INA FASSBENDER/AFP via Getty Images
Ludwig van Beethoven a vécu une vie de douleur. Sa souffrance était si grande qu’en 1802 – alors qu’il n’avait qu’une trentaine d’années – le compositeur classique et pianiste écrivit une lettre à ses frères décrivant comment ses maladies avaient aigri son comportement et l’avaient isolé de la société.
Dans ce message, connu sous le nom de Testament de Heiligenstadt, Beethoven a demandé que les maux physiques qui l’ont tourmenté dans la vie soient rendus publics après sa mort.
« Dès que je serai mort si le Dr Schmid est encore en vie, demandez-lui en mon nom de décrire ma maladie et joignez ce document à l’histoire de ma maladie afin que dans la mesure du possible au moins le monde se réconcilie avec moi après mon la mort », écrit-il dans son allemand natal.
Collection Henry Guttmann/Getty Images
Maintenant, les scientifiques ont fait mieux : ils ont séquencé le génome de Beethoven. Les résultats, publiés dans la revue Biologie actuelleoffrent des indices sur les problèmes de santé qui l’ont façonné en tant que personne et sur le musicien qu’il est devenu.
Beethoven a souffert d’une perte auditive progressive, ce qui a fait des interactions sociales une source d’anxiété croissante et a mis fin à sa carrière de musicien interprète au milieu de la quarantaine. Il a également lutté contre des problèmes gastro-intestinaux chroniques et une maladie du foie, ce qui n’a fait qu’aggraver sa misère.
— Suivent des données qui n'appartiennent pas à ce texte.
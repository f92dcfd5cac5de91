//! In-memory collaborators for unit tests.

use std::collections::HashMap;
use std::sync::{Arc, Mutex};

use async_trait::async_trait;
use tokio::sync::mpsc;
use tokio_util::sync::CancellationToken;

use crate::agent::TitleModel;
use crate::db::{BlobStore, ChatStore};
use crate::errors::AppError;
use crate::lineage::LineageResolver;
use crate::models::{
    Message, MessageCompletion, MessageParts, MessageRole, MessageStatus, ModelSelection, Thread, TitleStatus,
};
use crate::stream::StreamRegistry;
use crate::upstream::{
    CompletionFrame, CompletionProvider, CompletionRequest, FrameChoice, FrameDelta, FrameStream,
    UpstreamError,
};

// ── Store ─────────────────────────────────────────────────────────────────────

#[derive(Default)]
pub struct MemoryStore {
    messages: Mutex<HashMap<String, Message>>,
    threads: Mutex<HashMap<String, Thread>>,
    api_keys: Mutex<HashMap<String, String>>,
    completions: Mutex<Vec<(String, MessageCompletion)>>,
}

impl MemoryStore {
    pub fn put_messages(&self, messages: impl IntoIterator<Item = Message>) {
        let mut map = self.messages.lock().unwrap();
        for message in messages {
            map.insert(message.id.clone(), message);
        }
    }

    pub fn put_thread(&self, thread: Thread) {
        self.threads.lock().unwrap().insert(thread.id.clone(), thread);
    }

    pub fn put_api_key(&self, owner_user_id: &str, key: &str) {
        self.api_keys.lock().unwrap().insert(owner_user_id.into(), key.into());
    }

    pub fn message(&self, id: &str) -> Option<Message> {
        self.messages.lock().unwrap().get(id).cloned()
    }

    pub fn thread(&self, id: &str) -> Option<Thread> {
        self.threads.lock().unwrap().get(id).cloned()
    }

    pub fn all_messages(&self) -> Vec<Message> {
        self.messages.lock().unwrap().values().cloned().collect()
    }

    /// Every terminal write, in order.
    pub fn completions(&self) -> Vec<(String, MessageCompletion)> {
        self.completions.lock().unwrap().clone()
    }
}

#[async_trait]
impl ChatStore for MemoryStore {
    async fn find_message(&self, id: &str) -> Result<Option<Message>, AppError> {
        Ok(self.message(id))
    }

    async fn insert_messages(&self, messages: &[Message]) -> Result<(), AppError> {
        self.put_messages(messages.iter().cloned());
        Ok(())
    }

    async fn set_message_status(&self, id: &str, status: MessageStatus) -> Result<(), AppError> {
        let mut map = self.messages.lock().unwrap();
        let message = map.get_mut(id).ok_or_else(|| AppError::message_not_found(id))?;
        message.status = status;
        Ok(())
    }

    async fn complete_message(&self, id: &str, completion: &MessageCompletion) -> Result<(), AppError> {
        {
            let mut map = self.messages.lock().unwrap();
            let message = map.get_mut(id).ok_or_else(|| AppError::message_not_found(id))?;
            message.status = completion.status;
            message.parts = completion.parts.clone();
            message.meta = completion.meta.clone();
        }
        self.completions.lock().unwrap().push((id.to_string(), completion.clone()));
        Ok(())
    }

    async fn find_api_key(&self, owner_user_id: &str) -> Result<Option<String>, AppError> {
        Ok(self.api_keys.lock().unwrap().get(owner_user_id).cloned())
    }

    async fn find_thread(&self, id: &str) -> Result<Option<Thread>, AppError> {
        Ok(self.thread(id))
    }

    async fn insert_thread(&self, thread: &Thread) -> Result<(), AppError> {
        self.put_thread(thread.clone());
        Ok(())
    }

    async fn set_thread_title(&self, id: &str, title: &str, status: TitleStatus) -> Result<(), AppError> {
        let mut map = self.threads.lock().unwrap();
        let thread = map.get_mut(id).ok_or_else(|| AppError::ThreadNotFound { id: id.into() })?;
        thread.title = title.to_string();
        thread.title_generation_status = status;
        Ok(())
    }

    async fn set_thread_title_status(&self, id: &str, status: TitleStatus) -> Result<(), AppError> {
        let mut map = self.threads.lock().unwrap();
        let thread = map.get_mut(id).ok_or_else(|| AppError::ThreadNotFound { id: id.into() })?;
        thread.title_generation_status = status;
        Ok(())
    }
}

// ── Blobs ─────────────────────────────────────────────────────────────────────

#[derive(Default)]
pub struct MemoryBlobStore {
    blobs: Mutex<HashMap<String, Vec<u8>>>,
    reads: Mutex<Vec<String>>,
}

impl MemoryBlobStore {
    pub fn put(&self, base_path: &str, message_id: &str, file_name: &str, bytes: &[u8]) {
        self.blobs
            .lock()
            .unwrap()
            .insert(format!("{base_path}/{message_id}/{file_name}"), bytes.to_vec());
    }

    /// Keys read so far, in order.
    pub fn reads(&self) -> Vec<String> {
        self.reads.lock().unwrap().clone()
    }
}

#[async_trait]
impl BlobStore for MemoryBlobStore {
    async fn read(&self, base_path: &str, message_id: &str, file_name: &str) -> Result<Vec<u8>, AppError> {
        let key = format!("{base_path}/{message_id}/{file_name}");
        self.reads.lock().unwrap().push(key.clone());
        self.blobs
            .lock()
            .unwrap()
            .get(&key)
            .cloned()
            .ok_or(AppError::MissingAttachment { path: key })
    }
}

// ── Provider ──────────────────────────────────────────────────────────────────

pub type FrameSender = mpsc::UnboundedSender<Result<CompletionFrame, UpstreamError>>;

/// Provider whose frames are pushed by the test through a [`FrameSender`].
/// Dropping the sender ends the upstream stream.
#[derive(Default)]
pub struct ScriptedProvider {
    pending: Mutex<Vec<mpsc::UnboundedReceiver<Result<CompletionFrame, UpstreamError>>>>,
    requests: Mutex<Vec<CompletionRequest>>,
    open_error: Mutex<Option<UpstreamError>>,
}

impl ScriptedProvider {
    /// Queues one upstream stream and returns the handle that feeds it.
    pub fn script(&self) -> FrameSender {
        let (tx, rx) = mpsc::unbounded_channel();
        self.pending.lock().unwrap().push(rx);
        tx
    }

    pub fn fail_next_open(&self, error: UpstreamError) {
        *self.open_error.lock().unwrap() = Some(error);
    }

    pub fn requests(&self) -> Vec<CompletionRequest> {
        self.requests.lock().unwrap().clone()
    }
}

#[async_trait]
impl CompletionProvider for ScriptedProvider {
    async fn stream_completion(
        &self,
        request: CompletionRequest,
        _cancel: CancellationToken,
    ) -> Result<FrameStream, UpstreamError> {
        self.requests.lock().unwrap().push(request);
        if let Some(error) = self.open_error.lock().unwrap().take() {
            return Err(error);
        }
        let rx = {
            let mut pending = self.pending.lock().unwrap();
            if pending.is_empty() {
                return Err(UpstreamError::Request("no scripted stream".into()));
            }
            pending.remove(0)
        };
        Ok(Box::pin(futures_util::stream::unfold(rx, |mut rx| async move {
            rx.recv().await.map(|item| (item, rx))
        })))
    }
}

pub fn content_frame(text: &str) -> CompletionFrame {
    delta_frame(FrameDelta { content: Some(text.into()), ..FrameDelta::default() }, None)
}

pub fn reasoning_frame(text: &str) -> CompletionFrame {
    delta_frame(FrameDelta { reasoning: Some(text.into()), ..FrameDelta::default() }, None)
}

pub fn finish_frame(reason: &str) -> CompletionFrame {
    delta_frame(FrameDelta::default(), Some(reason))
}

pub fn delta_frame(delta: FrameDelta, finish_reason: Option<&str>) -> CompletionFrame {
    CompletionFrame {
        id: "gen-test".into(),
        choices: vec![FrameChoice { index: 0, delta, finish_reason: finish_reason.map(str::to_owned) }],
        usage: None,
    }
}

// ── Title model ───────────────────────────────────────────────────────────────

pub enum TitleBehaviour {
    Reply(String),
    Fail,
    Hang,
}

pub struct FakeTitleModel {
    pub behaviour: TitleBehaviour,
}

#[async_trait]
impl TitleModel for FakeTitleModel {
    async fn generate_title(&self, _api_key: &str, _first_message: &str) -> Result<String, AppError> {
        match &self.behaviour {
            TitleBehaviour::Reply(title) => Ok(title.clone()),
            TitleBehaviour::Fail => Err(AppError::Upstream { message: "title model down".into() }),
            TitleBehaviour::Hang => std::future::pending().await,
        }
    }
}

// ── Wiring ────────────────────────────────────────────────────────────────────

pub const ATTACHMENT_BASE: &str = "messages";

/// A registry wired to in-memory collaborators.
pub struct Fixture {
    pub store: Arc<MemoryStore>,
    pub blobs: Arc<MemoryBlobStore>,
    pub provider: Arc<ScriptedProvider>,
    pub registry: StreamRegistry,
}

impl Fixture {
    pub fn new() -> Self {
        Self::with_queue_capacity(16)
    }

    pub fn with_queue_capacity(queue_capacity: usize) -> Self {
        let store = Arc::new(MemoryStore::default());
        let blobs = Arc::new(MemoryBlobStore::default());
        let provider = Arc::new(ScriptedProvider::default());
        let resolver = LineageResolver::new(store.clone(), blobs.clone(), ATTACHMENT_BASE, 64);
        let registry = StreamRegistry::new(store.clone(), resolver, provider.clone(), queue_capacity);
        Self { store, blobs, provider, registry }
    }

    pub fn model(&self) -> ModelSelection {
        ModelSelection { provider_id: "test/model".into(), options: None }
    }

    /// Seeds a thread holding one completed user message and a pending
    /// assistant reply under it, and gives `owner` an API key.
    pub fn seed_exchange(&self, owner: &str, text: &str) -> (Message, Message) {
        let thread = Thread::new(owner.to_string());
        let user = Message::new(
            thread.id.clone(),
            None,
            owner.to_string(),
            MessageRole::User,
            MessageStatus::Completed,
            MessageParts::text(text),
        );
        let reply = Message::new(
            thread.id.clone(),
            Some(user.id.clone()),
            owner.to_string(),
            MessageRole::Assistant,
            MessageStatus::Pending,
            MessageParts::default(),
        );
        self.store.put_thread(thread);
        self.store.put_messages([user.clone(), reply.clone()]);
        self.store.put_api_key(owner, "sk-test");
        (user, reply)
    }
}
Malgré ces difficultés, Beethoven est toujours considéré comme l’un des plus grands compositeurs de musique occidentale.
Son travail a attiré d’innombrables auditeurs, dont Tristan Begg, étudiant au doctorat en anthropologie biologique à l’Université de Cambridge et l’un des chercheurs impliqués dans le projet de séquençage génétique.
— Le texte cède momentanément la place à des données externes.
use thiserror::Error;

/// Top-level application error.
/// All variants carry a human-readable message for display/logging.
#[derive(Debug, Error)]
pub enum AppError {
    // ── Database errors ──────────────────────────────────────────────────────
    #[error("Database query failed: {message}")]
    DatabaseQueryFailed {
        message: String,
        #[source]
        source: sqlx::Error,
    },

    // ── Lookup / ownership errors ────────────────────────────────────────────
    #[error("Message '{id}' not found")]
    MessageNotFound { id: String },

    #[error("Thread '{id}' not found")]
    ThreadNotFound { id: String },

    #[error("Access to {entity_type} '{id}' is forbidden")]
    Forbidden { entity_type: String, id: String },

    #[error("Missing caller identity")]
    Unauthorized,

    // ── Stream errors ────────────────────────────────────────────────────────
    #[error("A stream is already active for message '{message_id}'")]
    AlreadyActive { message_id: String },

    // ── Lineage errors ───────────────────────────────────────────────────────
    #[error("Lineage of message '{leaf_id}' loops back through '{repeated_id}'")]
    LineageCycle { leaf_id: String, repeated_id: String },

    #[error("Lineage of message '{leaf_id}' is deeper than {max_depth} messages")]
    LineageTooDeep { leaf_id: String, max_depth: usize },

    #[error("Message '{message_id}' points at missing parent '{parent_id}'")]
    DanglingParent { message_id: String, parent_id: String },

    #[error("Attachment '{path}' could not be read")]
    MissingAttachment { path: String },

    #[error("Unsupported attachment type: {file_name}")]
    UnsupportedAttachment { file_name: String },

    // ── Upstream errors ──────────────────────────────────────────────────────
    #[error("Upstream provider error: {message}")]
    Upstream { message: String },

    // ── Validation errors ────────────────────────────────────────────────────
    #[error("Field '{field_name}' cannot be empty")]
    EmptyField { field_name: String },

    #[error("Field '{field_name}' exceeds max length of {max_length} (actual: {actual_length})")]
    FieldTooLong { field_name: String, max_length: usize, actual_length: usize },

    #[error("Invalid input: {message}")]
    InvalidInput { message: String },

    // ── System errors ────────────────────────────────────────────────────────
    #[error("Unexpected error: {0}")]
    Unexpected(String),
}

impl AppError {
    pub fn db_query(message: impl Into<String>, source: sqlx::Error) -> Self {
        AppError::DatabaseQueryFailed { message: message.into(), source }
    }

    pub fn forbidden(entity_type: &str, id: impl Into<String>) -> Self {
        AppError::Forbidden { entity_type: entity_type.to_string(), id: id.into() }
    }

    pub fn message_not_found(id: impl Into<String>) -> Self {
        AppError::MessageNotFound { id: id.into() }
    }

    pub fn is_not_found(&self) -> bool {
        matches!(self, AppError::MessageNotFound { .. } | AppError::ThreadNotFound { .. })
    }

    pub fn is_forbidden(&self) -> bool {
        matches!(self, AppError::Forbidden { .. })
    }

    pub fn is_validation(&self) -> bool {
        matches!(
            self,
            AppError::EmptyField { .. } | AppError::FieldTooLong { .. } | AppError::InvalidInput { .. }
        )
    }

    /// Failures that stop a transcript from being built. None of them ever
    /// reaches the upstream provider.
    pub fn is_lineage(&self) -> bool {
        matches!(
            self,
            AppError::LineageCycle { .. }
                | AppError::LineageTooDeep { .. }
                | AppError::DanglingParent { .. }
                | AppError::MissingAttachment { .. }
                | AppError::UnsupportedAttachment { .. }
        )
    }

    pub fn is_conflict(&self) -> bool {
        matches!(self, AppError::AlreadyActive { .. })
    }
}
Quand il était enfant, Begg écoutait toutes sortes de musique.
« ACDC, Led Zeppelin, Mozart, Prokofiev », se souvient-il. « J’ai adoré le vieux Ragtime Blues – Blind Blake, Mississippi John Hurt. »
Mais vint ensuite le jour de Noël 2007, lorsque Begg avait 17 ans. L’un de ses cadeaux de cette fête était un tourne-disque. Il a laissé tomber l’aiguille de la Sonate au clair de lune de Beethoven, et son monde ne serait plus jamais le même.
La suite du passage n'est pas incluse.